ACTION ITEM: Repeat the first line of the listing and each line after it, exactly, through the line containing "use crate::pipeline;".
↓
//! Async driver tying the state machine to the generation pipeline.
//!
//! The session owns the state, a generator and the photo catalog, and runs
//! the effects `AppState::dispatch` emits. Stages run strictly one at a
//! time; the details stage only starts after the plan has been committed.

use log::error;

use crate::error::PlannerError;
use crate::images::ImageCatalog;
use crate::pipeline;
use crate::providers::TextGenerator;
use crate::state::{Action, AppState, Effect};

/// User-facing messages, fixed zh-CN locale.
pub const MSG_LOADING_RECOMMENDATIONS: &str = "正在为您挑选适合减脂的家常菜...";
pub const MSG_LOADING_PLAN: &str = "正在根据您的选择规划下周食谱...";
pub const MSG_LOADING_DETAILS: &str = "正在生成购物清单和制作步骤...";
pub const MSG_ERR_MISSING_KEY: &str = "未检测到 API Key。请配置 MEALPLAN__API_KEY 或 GEMINI_API_KEY 环境变量。";
pub const MSG_ERR_RECOMMENDATIONS: &str = "获取推荐失败，请检查网络或 API 配置。";
pub const MSG_ERR_PLANNING: &str = "生成计划失败，请重试。";

pub struct PlannerSession<G> {
    generator: G,
    catalog: ImageCatalog,
    pub state: AppState,
}

impl<G: TextGenerator> PlannerSession<G> {
    pub fn new(generator: G) -> Self {
        Self::with_catalog(generator, ImageCatalog::default())
    }

    pub fn with_catalog(generator: G, catalog: ImageCatalog) -> Self {
        PlannerSession {
            generator,
            catalog,
            state: AppState::default(),
        }
    }

    /// Fetch the first recommendation batch (welcome screen action).
    pub async fn start(&mut self) {
        self.run(Action::Start).await;
    }

    /// Swap the batch for a fresh one, dropping the current selection.
    pub async fn refresh(&mut self) {
        self.run(Action::Refresh).await;
    }

    pub fn toggle_dish(&mut self, id: &str) {
        self.state.dispatch(Action::ToggleDish(id.to_string()));
    }

    /// Generate the week plan, shopping list and recipes for the selection.
    pub async fn confirm_selection(&mut self) {
        self.run(Action::ConfirmSelection).await;
    }

    /// Leave the dashboard and pick again from the same batch.
    pub fn restart(&mut self) {
        self.state.dispatch(Action::Restart);
    }

    async fn run(&mut self, action: Action) {
        let Some(effect) = self.state.dispatch(action) else {
            return;
        };

        match effect {
            Effect::FetchRecommendations => self.fetch_recommendations().await,
            Effect::GeneratePlan(names) => self.generate_plan(&names).await,
        }
    }

    async fn fetch_recommendations(&mut self) {
        self.state.begin_loading(MSG_LOADING_RECOMMENDATIONS);

        match pipeline::fetch_recommendations(&self.generator, &self.catalog).await {
            Ok(dishes) => self.state.commit_recommendations(dishes),
            Err(err) => {
                error!("recommendation stage failed: {err}");
                self.state.fail_recommendations(recommendation_message(&err));
            }
        }
    }

    async fn generate_plan(&mut self, selected_names: &[String]) {
        self.state.begin_loading(MSG_LOADING_PLAN);

        let plan = match pipeline::generate_week_plan(&self.generator, selected_names).await {
            Ok(plan) => plan,
            Err(err) => {
                error!("plan stage failed: {err}");
                self.state.fail_planning(MSG_ERR_PLANNING);
                return;
            }
        };
        // The plan is committed before the details stage runs; a details
        // failure keeps it but blocks the dashboard.
        self.state.commit_plan(plan);

        self.state.begin_loading(MSG_LOADING_DETAILS);
        match pipeline::generate_plan_details(&self.generator, &self.state.plan).await {
            Ok(details) => self.state.commit_details(details),
            Err(err) => {
                error!("details stage failed: {err}");
                self.state.fail_planning(MSG_ERR_PLANNING);
            }
        }
    }
}

fn recommendation_message(err: &PlannerError) -> &'static str {
    match err {
        PlannerError::MissingApiKey => MSG_ERR_MISSING_KEY,
        _ => MSG_ERR_RECOMMENDATIONS,
    }
}
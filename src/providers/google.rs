use async_trait::async_trait;
use log::debug;
use reqwest::Client;
use serde_json::{json, Value};
use std::time::Duration;

use crate::config::PlannerConfig;
use crate::error::PlannerError;
use crate::providers::TextGenerator;

/// Google Gemini provider speaking the `generateContent` REST API with
/// structured (JSON) output.
pub struct GoogleProvider {
    client: Client,
    api_key: String,
    base_url: String,
    model: String,
    temperature: f32,
    max_tokens: u32,
}

impl GoogleProvider {
    /// Create a new Gemini provider from configuration.
    ///
    /// A missing or empty API key fails here, before any network attempt.
    pub fn new(config: &PlannerConfig) -> Result<Self, PlannerError> {
        let api_key = config
            .api_key
            .clone()
            .filter(|key| !key.is_empty())
            .ok_or(PlannerError::MissingApiKey)?;

        let mut builder = Client::builder();
        if let Some(ms) = config.timeout_ms {
            builder = builder.timeout(Duration::from_millis(ms));
        }

        Ok(GoogleProvider {
            client: builder.build()?,
            api_key,
            base_url: "https://generativelanguage.googleapis.com".to_string(),
            model: config.model.clone(),
            temperature: config.temperature,
            max_tokens: config.max_tokens,
        })
    }

    #[doc(hidden)]
    pub fn with_base_url(api_key: String, base_url: String, model: String) -> Self {
        GoogleProvider {
            client: Client::new(),
            api_key,
            base_url,
            model,
            temperature: 0.7,
            max_tokens: 8192,
        }
    }
}

#[async_trait]
impl TextGenerator for GoogleProvider {
    fn provider_name(&self) -> &str {
        "google"
    }

    async fn generate(&self, prompt: &str, schema: &Value) -> Result<String, PlannerError> {
        if self.api_key.is_empty() {
            return Err(PlannerError::MissingApiKey);
        }

        let url = format!(
            "{}/v1beta/models/{}:generateContent?key={}",
            self.base_url, self.model, self.api_key
        );

        let response = self
            .client
            .post(&url)
            .json(&json!({
                "contents": [{
                    "parts": [{ "text": prompt }]
                }],
                "generationConfig": {
                    "temperature": self.temperature,
                    "maxOutputTokens": self.max_tokens,
                    "responseMimeType": "application/json",
                    "responseSchema": schema
                }
            }))
            .send()
            .await?
            .error_for_status()?;

        let response_body: Value = response.json().await?;
        debug!("{:?}", response_body);

        let text = response_body["candidates"][0]["content"]["parts"][0]["text"]
            .as_str()
            .ok_or_else(|| {
                PlannerError::MalformedResponse(
                    "no text part in Gemini candidates".to_string(),
                )
            })?
            .to_string();

        Ok(text)
    }
}
use config::{Config, ConfigError, Environment, File};
use serde::Deserialize;

/// Planner configuration.
///
/// Loaded with the following priority (highest to lowest):
/// 1. Environment variables with MEALPLAN__ prefix
///    (e.g. MEALPLAN__API_KEY, MEALPLAN__MODEL)
/// 2. config.toml file in the current directory
/// 3. Default values
///
/// The API key additionally falls back to the GEMINI_API_KEY environment
/// variable when not set through either source above.
#[derive(Debug, Deserialize, Clone)]
pub struct PlannerConfig {
    /// API key for the generation service (required to run any stage)
    pub api_key: Option<String>,
    /// Model identifier
    #[serde(default = "default_model")]
    pub model: String,
    /// Temperature for generation (0.0-1.0)
    #[serde(default = "default_temperature")]
    pub temperature: f32,
    /// Maximum tokens to generate per call
    #[serde(default = "default_max_tokens")]
    pub max_tokens: u32,
    /// Optional request timeout in milliseconds; when absent the transport
    /// default applies
    #[serde(default)]
    pub timeout_ms: Option<u64>,
}

fn default_model() -> String {
    "gemini-2.5-flash".to_string()
}

fn default_temperature() -> f32 {
    0.7
}

fn default_max_tokens() -> u32 {
    8192
}

impl Default for PlannerConfig {
    fn default() -> Self {
        PlannerConfig {
            api_key: None,
            model: default_model(),
            temperature: default_temperature(),
            max_tokens: default_max_tokens(),
            timeout_ms: None,
        }
    }
}

impl PlannerConfig {
    /// Load configuration from file and environment variables
    pub fn load() -> Result<Self, ConfigError> {
        let settings = Config::builder()
            // Optional config file (can be missing)
            .add_source(File::with_name("config").required(false))
            // Use double underscore for nesting room: MEALPLAN__API_KEY
            .add_source(
                Environment::with_prefix("MEALPLAN")
                    .separator("__")
                    .try_parsing(true),
            )
            .build()?;

        let mut config: PlannerConfig = settings.try_deserialize()?;
        if config.api_key.is_none() {
            config.api_key = std::env::var("GEMINI_API_KEY").ok();
        }
        Ok(config)
    }

    /// Convenience constructor for direct use and tests
    pub fn with_api_key(api_key: impl Into<String>) -> Self {
        PlannerConfig {
            api_key: Some(api_key.into()),
            ..PlannerConfig::default()
        }
    }
}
↑
FINAL ANSWER:
//! Async driver tying the state machine to the generation pipeline.
//!
//! The session owns the state, a generator and the photo catalog, and runs
//! the effects `AppState::dispatch` emits. Stages run strictly one at a
//! time; the details stage only starts after the plan has been committed.

use log::error;

use crate::error::PlannerError;
use crate::images::ImageCatalog;
use crate::pipeline;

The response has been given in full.